== PROVIDED DATA ==
________________________
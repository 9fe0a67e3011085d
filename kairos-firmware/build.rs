//! Build script for kairos-firmware
//!
//! - Sets up linker search paths for memory.x
//! - Validates clock.toml at compile time

use std::env;
use std::fs::{self, File};
use std::io::Write;
use std::path::{Path, PathBuf};

const SCAN_DIRS: &[&str] = &[
    "L2R_U2D", "L2R_D2U", "R2L_U2D", "R2L_D2U", "U2D_L2R", "U2D_R2L", "D2U_L2R", "D2U_R2L",
];

const TIMING_KEYS: &[&str] = &[
    "tick_ms",
    "blink_ms",
    "hold_ms",
    "hold_cap_ms",
    "repeat_ms",
    "alarm_ms",
];

/// Highest scanner index + 1
const MAX_BUTTONS: i64 = 16;

fn main() {
    setup_linker();
    validate_config();
}

/// Set up linker search paths for memory.x
fn setup_linker() {
    let out_dir = PathBuf::from(env::var("OUT_DIR").unwrap());

    // Copy memory.x to the output directory
    let memory_x = include_bytes!("memory.x");
    let mut f = File::create(out_dir.join("memory.x")).unwrap();
    f.write_all(memory_x).unwrap();

    // Tell rustc where to find memory.x
    println!("cargo:rustc-link-search={}", out_dir.display());

    println!("cargo:rustc-link-arg-bins=--nmagic");
    println!("cargo:rustc-link-arg-bins=-Tlink.x");
    if env::var_os("CARGO_FEATURE_DEFMT").is_some() {
        println!("cargo:rustc-link-arg-bins=-Tdefmt.x");
    }

    println!("cargo:rerun-if-changed=memory.x");
    println!("cargo:rerun-if-changed=build.rs");
}

/// Validate clock.toml configuration at compile time
fn validate_config() {
    println!("cargo:rerun-if-changed=clock.toml");

    let config_path = Path::new("clock.toml");

    if !config_path.exists() {
        panic!(
            "\n\
            ╔══════════════════════════════════════════════════════════════════╗\n\
            ║  ERROR: clock.toml not found!                                    ║\n\
            ║                                                                  ║\n\
            ║  The firmware embeds clock.toml as its configuration.            ║\n\
            ║  Please create one in the kairos-firmware directory.             ║\n\
            ╚══════════════════════════════════════════════════════════════════╝\n"
        );
    }

    let config_content = match fs::read_to_string(config_path) {
        Ok(content) => content,
        Err(e) => {
            panic!(
                "\n\
                ╔══════════════════════════════════════════════════════════════════╗\n\
                ║  ERROR: Failed to read clock.toml                                ║\n\
                ║                                                                  ║\n\
                ║  Error: {:<56} ║\n\
                ╚══════════════════════════════════════════════════════════════════╝\n",
                e
            );
        }
    };

    let config: toml::Value = match toml::from_str(&config_content) {
        Ok(value) => value,
        Err(e) => {
            let error_msg = e.to_string();
            panic!(
                "\n\
                ╔══════════════════════════════════════════════════════════════════╗\n\
                ║  ERROR: Invalid TOML syntax in clock.toml                        ║\n\
                ╠══════════════════════════════════════════════════════════════════╣\n\
                ║                                                                  ║\n\
                {}\n\
                ║                                                                  ║\n\
                ╚══════════════════════════════════════════════════════════════════╝\n",
                format_error_lines(&error_msg)
            );
        }
    };

    let mut errors = Vec::new();
    validate_sections(&config, &mut errors);
    validate_timing(&config, &mut errors);
    validate_alarm(&config, &mut errors);
    validate_buttons(&config, &mut errors);
    validate_display(&config, &mut errors);

    if !errors.is_empty() {
        report_errors("clock.toml validation failed", &errors);
    }

    println!("cargo:warning=clock.toml validated successfully");
}

/// Format error message lines with box drawing
fn format_error_lines(msg: &str) -> String {
    msg.lines()
        .map(|line| {
            let truncated = if line.len() > 64 {
                format!("{}...", &line[..61])
            } else {
                line.to_string()
            };
            format!("║  {:<64} ║", truncated)
        })
        .collect::<Vec<_>>()
        .join("\n")
}

fn report_errors(title: &str, errors: &[String]) -> ! {
    let body = errors
        .iter()
        .map(|e| format!("• {}", e))
        .collect::<Vec<_>>()
        .join("\n");
    panic!(
        "\n\
        ╔══════════════════════════════════════════════════════════════════╗\n\
        ║  ERROR: {:<56} ║\n\
        ╠══════════════════════════════════════════════════════════════════╣\n\
        {}\n\
        ╚══════════════════════════════════════════════════════════════════╝\n",
        title,
        format_error_lines(&body)
    );
}

/// Only the sections the firmware parser knows are allowed
fn validate_sections(config: &toml::Value, errors: &mut Vec<String>) {
    let Some(table) = config.as_table() else {
        return;
    };
    for (name, value) in table {
        match name.as_str() {
            "timing" | "alarm" | "buttons" | "display" => {
                if !value.is_table() {
                    errors.push(format!("'{}' must be a [section]", name));
                }
            }
            other => errors.push(format!("Unknown section [{}]", other)),
        }
    }
}

/// Read a positive integer, recording an error when present but invalid
fn read_u32(section: &toml::Value, key: &str, path: &str, errors: &mut Vec<String>) -> Option<u32> {
    let value = section.get(key)?;
    match value.as_integer() {
        Some(v) if (0..=i64::from(u32::MAX)).contains(&v) => Some(v as u32),
        _ => {
            errors.push(format!("{}.{} must be a non-negative integer", path, key));
            None
        }
    }
}

fn validate_timing(config: &toml::Value, errors: &mut Vec<String>) {
    let Some(timing) = config.get("timing") else {
        return;
    };

    let mut values = [50, 500, 2000, 60_000, 200, 3000];
    for (slot, key) in values.iter_mut().zip(TIMING_KEYS) {
        if let Some(v) = read_u32(timing, key, "timing", errors) {
            *slot = v;
        }
    }

    let tick = values[0];
    if tick == 0 {
        errors.push("timing.tick_ms must be greater than 0".to_string());
        return;
    }
    for (value, key) in values.iter().zip(TIMING_KEYS).skip(1) {
        if *value == 0 || value % tick != 0 {
            errors.push(format!(
                "timing.{} = {} must be a positive multiple of tick_ms ({})",
                key, value, tick
            ));
        }
    }
    if values[3] < values[2] {
        errors.push("timing.hold_cap_ms must not be below timing.hold_ms".to_string());
    }
}

fn validate_alarm(config: &toml::Value, errors: &mut Vec<String>) {
    let Some(alarm) = config.get("alarm") else {
        return;
    };

    if let Some(enabled) = alarm.get("enabled") {
        if !enabled.is_bool() {
            errors.push("alarm.enabled must be true or false".to_string());
        }
    }

    let Some(time) = alarm.get("time") else {
        return;
    };
    let Some(time) = time.as_str() else {
        errors.push("alarm.time must be a string \"HH:MM:SS\"".to_string());
        return;
    };

    let parts: Vec<Option<u8>> = time.split(':').map(|p| p.trim().parse().ok()).collect();
    let valid = match parts.as_slice() {
        [Some(h), Some(m), Some(s)] => *h <= 23 && *m <= 59 && *s <= 59,
        _ => false,
    };
    if !valid {
        errors.push(format!("alarm.time = \"{}\" is not a valid HH:MM:SS time", time));
    }
}

fn validate_buttons(config: &toml::Value, errors: &mut Vec<String>) {
    let Some(buttons) = config.get("buttons") else {
        return;
    };

    let mut seen: Vec<(&str, i64)> = Vec::new();
    for (key, default) in [("mode", 0), ("up", 1), ("ok", 2)] {
        let index = match buttons.get(key) {
            Some(v) => match v.as_integer() {
                Some(i) => i,
                None => {
                    errors.push(format!("buttons.{} must be an integer", key));
                    continue;
                }
            },
            None => default,
        };
        if !(0..MAX_BUTTONS).contains(&index) {
            errors.push(format!(
                "buttons.{} = {} is out of range (0-{})",
                key,
                index,
                MAX_BUTTONS - 1
            ));
        }
        if let Some((other, _)) = seen.iter().find(|(_, i)| *i == index) {
            errors.push(format!("buttons.{} and buttons.{} share index {}", other, key, index));
        }
        seen.push((key, index));
    }
}

fn validate_display(config: &toml::Value, errors: &mut Vec<String>) {
    let Some(dir) = config.get("display").and_then(|d| d.get("scan_dir")) else {
        return;
    };
    match dir.as_str() {
        Some(name) if SCAN_DIRS.contains(&name) => {}
        _ => errors.push(format!(
            "display.scan_dir must be one of: {}",
            SCAN_DIRS.join(", ")
        )),
    }
}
________________________
Throughout the material above, report each line holding the word "kairos".

filename kairos-firmware/build.rs
//! Build script for kairos-firmware
            ║  Please create one in the kairos-firmware directory.             ║\n\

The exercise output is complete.